• WHAT YOU SHOULD DO: Gather every line from the entries below that includes "submissions".

• DATASET ENTRIES:
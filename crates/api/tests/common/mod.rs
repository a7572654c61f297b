#![allow(dead_code)] // each test binary uses a subset of these helpers

//! Shared harness for HTTP-level integration tests.
//!
//! Builds the real application router (same middleware stack as
//! production) on top of a per-test database and a scripted stub queue,
//! plus request/seeding helpers.

use std::collections::{HashMap, VecDeque};
use std::sync::{Arc, Mutex};

use async_trait::async_trait;
use axum::body::Body;
use axum::http::{Request, Response, StatusCode};
use axum::Router;
use http_body_util::BodyExt;
use sqlx::PgPool;
use tower::ServiceExt;
use uuid::Uuid;
use zeus_core::job::RemoteJobState;
use zeus_queue::{JobQueue, QueueError};
use zeus_worker::registry::ScriptRegistry;

use zeus_api::auth::password::hash_password;
use zeus_api::auth::jwt::JwtConfig;
use zeus_api::catalog;
use zeus_api::config::{QueueConfig, ServerConfig};
use zeus_api::engine::dispatcher::JobDispatcher;
use zeus_api::engine::reconciler::JobReconciler;
use zeus_api::router::build_app_router;
use zeus_api::state::AppState;
use zeus_db::models::user::{CreateUser, User};
use zeus_db::repositories::{PermissionRepo, ScriptRepo, UserRepo};

/// Plaintext password used for all test users.
pub const TEST_PASSWORD: &str = "test_password_123!";

// ---------------------------------------------------------------------------
// Stub queue
// ---------------------------------------------------------------------------

/// One recorded submission: `(module, script, parameters)`.
pub type Submission = (String, Option<String>, serde_json::Value);

/// Scripted in-memory [`JobQueue`] double.
///
/// Tests drive the backend side directly: preset the ids `submit` hands
/// out, flip it into unavailable mode, or set the authoritative state a
/// later poll should observe.
#[derive(Default)]
pub struct StubQueue {
    states: Mutex<HashMap<String, RemoteJobState>>,
    submissions: Mutex<Vec<Submission>>,
    next_ids: Mutex<VecDeque<String>>,
    unavailable: Mutex<bool>,
}

impl StubQueue {
    pub fn new() -> Arc<Self> {
        Arc::new(Self::default())
    }

    /// Queue up the id the next `submit` call returns (FIFO).
    pub fn push_next_id(&self, id: &str) {
        self.next_ids.lock().unwrap().push_back(id.to_string());
    }

    /// Set the authoritative state for a job id.
    pub fn set_state(&self, id: &str, state: RemoteJobState) {
        self.states.lock().unwrap().insert(id.to_string(), state);
    }

    /// Forget a job id entirely (the backend lost it).
    pub fn forget(&self, id: &str) {
        self.states.lock().unwrap().remove(id);
    }

    /// Make every call fail with `QueueError::Unavailable`.
    pub fn set_unavailable(&self, unavailable: bool) {
        *self.unavailable.lock().unwrap() = unavailable;
    }

    /// All submissions recorded so far.
    pub fn submissions(&self) -> Vec<Submission> {
        self.submissions.lock().unwrap().clone()
    }
}

#[async_trait]
impl JobQueue for StubQueue {
    async fn submit(
        &self,
        module_name: &str,
        script_name: Option<&str>,
        parameters: &serde_json::Value,
    ) -> Result<String, QueueError> {
        if *self.unavailable.lock().unwrap() {
            return Err(QueueError::Unavailable("stub queue is down".into()));
        }

        self.submissions.lock().unwrap().push((
            module_name.to_string(),
            script_name.map(|s| s.to_string()),
            parameters.clone(),
        ));

        let id = self
            .next_ids
            .lock()
            .unwrap()
            .pop_front()
            .unwrap_or_else(|| Uuid::new_v4().to_string());
        self.states
            .lock()
            .unwrap()
            .insert(id.clone(), RemoteJobState::Pending);
        Ok(id)
    }

    async fn status(&self, external_id: &str) -> Result<Option<RemoteJobState>, QueueError> {
        if *self.unavailable.lock().unwrap() {
            return Err(QueueError::Unavailable("stub queue is down".into()));
        }
        Ok(self.states.lock().unwrap().get(external_id).cloned())
    }
}

// ---------------------------------------------------------------------------
// App construction
// ---------------------------------------------------------------------------

/// Build a test `ServerConfig` with safe defaults.
pub fn test_config() -> ServerConfig {
    ServerConfig {
        host: "127.0.0.1".to_string(),
        port: 0,
        cors_origins: vec!["http://localhost:3000".to_string()],
        request_timeout_secs: 30,
        jwt: JwtConfig {
            secret: "integration-test-secret-key".to_string(),
            access_token_expiry_mins: 30,
        },
        queue: QueueConfig {
            url: None,
            request_timeout_secs: 10,
        },
        catalog_grant_on_discovery: false,
        dev_seed: false,
    }
}

/// Build the full application router over the given pool and queue.
pub fn build_test_app(pool: PgPool, queue: Arc<dyn JobQueue>) -> Router {
    let config = test_config();
    let state = AppState {
        pool: pool.clone(),
        config: Arc::new(config.clone()),
        dispatcher: Arc::new(JobDispatcher::new(pool.clone(), Arc::clone(&queue))),
        reconciler: Arc::new(JobReconciler::new(pool, queue)),
    };
    build_app_router(state, &config)
}

/// Mirror the builtin registry catalog into the test database.
///
/// Discovery grants are off; tests grant scripts explicitly so each case
/// controls its permission shape.
pub async fn sync_builtin_catalog(pool: &PgPool) {
    let registry = ScriptRegistry::builtin();
    catalog::sync(pool, &registry.catalog(), false)
        .await
        .expect("catalog sync should succeed");
}

// ---------------------------------------------------------------------------
// Seeding helpers
// ---------------------------------------------------------------------------

/// Create a test user with the given module grants.
pub async fn create_test_user(pool: &PgPool, username: &str, modules: &[&str]) -> User {
    let hashed = hash_password(TEST_PASSWORD).expect("hashing should succeed");
    let user = UserRepo::create(
        pool,
        &CreateUser {
            username: username.to_string(),
            password_hash: hashed,
        },
    )
    .await
    .expect("user creation should succeed");

    for module in modules {
        PermissionRepo::grant_module(pool, user.id, module)
            .await
            .expect("module grant should succeed");
    }

    user
}

/// Grant one cataloged script to a user.
pub async fn grant_script(pool: &PgPool, user_id: i64, module: &str, script: &str) {
    let row = ScriptRepo::find_by_module_and_name(pool, module, script)
        .await
        .expect("script lookup should succeed")
        .unwrap_or_else(|| panic!("script {module}.{script} must be cataloged"));
    PermissionRepo::grant_script(pool, user_id, row.id)
        .await
        .expect("script grant should succeed");
}

// ---------------------------------------------------------------------------
// HTTP helpers
// ---------------------------------------------------------------------------

/// Send a GET request without authentication.
pub async fn get(app: Router, path: &str) -> Response<Body> {
    app.oneshot(
        Request::builder()
            .uri(path)
            .body(Body::empty())
            .expect("request must build"),
    )
    .await
    .expect("request must succeed")
}

/// Send a GET request with a bearer token.
pub async fn get_auth(app: Router, path: &str, token: &str) -> Response<Body> {
    app.oneshot(
        Request::builder()
            .uri(path)
            .header("authorization", format!("Bearer {token}"))
            .body(Body::empty())
            .expect("request must build"),
    )
    .await
    .expect("request must succeed")
}

/// Send a POST request with a JSON body, no authentication.
pub async fn post_json(app: Router, path: &str, body: serde_json::Value) -> Response<Body> {
    app.oneshot(
        Request::builder()
            .method("POST")
            .uri(path)
            .header("content-type", "application/json")
            .body(Body::from(body.to_string()))
            .expect("request must build"),
    )
    .await
    .expect("request must succeed")
}

/// Send a POST request with a JSON body and a bearer token.
pub async fn post_json_auth(
    app: Router,
    path: &str,
    token: &str,
    body: serde_json::Value,
) -> Response<Body> {
    app.oneshot(
        Request::builder()
            .method("POST")
            .uri(path)
            .header("content-type", "application/json")
            .header("authorization", format!("Bearer {token}"))
            .body(Body::from(body.to_string()))
            .expect("request must build"),
    )
    .await
    .expect("request must succeed")
}

/// Collect a response body as JSON.
pub async fn body_json(response: Response<Body>) -> serde_json::Value {
    let bytes = response
        .into_body()
        .collect()
        .await
        .expect("body must collect")
        .to_bytes();
    serde_json::from_slice(&bytes).expect("body must be valid JSON")
}

/// Log in through the API and return the access token.
pub async fn login_user(app: Router, username: &str) -> String {
    let body = serde_json::json!({ "username": username, "password": TEST_PASSWORD });
    let response = post_json(app, "/api/v1/auth/login", body).await;
    assert_eq!(response.status(), StatusCode::OK);
    let json = body_json(response).await;
    json["access_token"]
        .as_str()
        .expect("login must return access_token")
        .to_string()
}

• OUTPUT FOR THIS EXERCISE:
    submissions: Mutex<Vec<Submission>>,
    /// All submissions recorded so far.
    pub fn submissions(&self) -> Vec<Submission> {
        self.submissions.lock().unwrap().clone()
        self.submissions.lock().unwrap().push((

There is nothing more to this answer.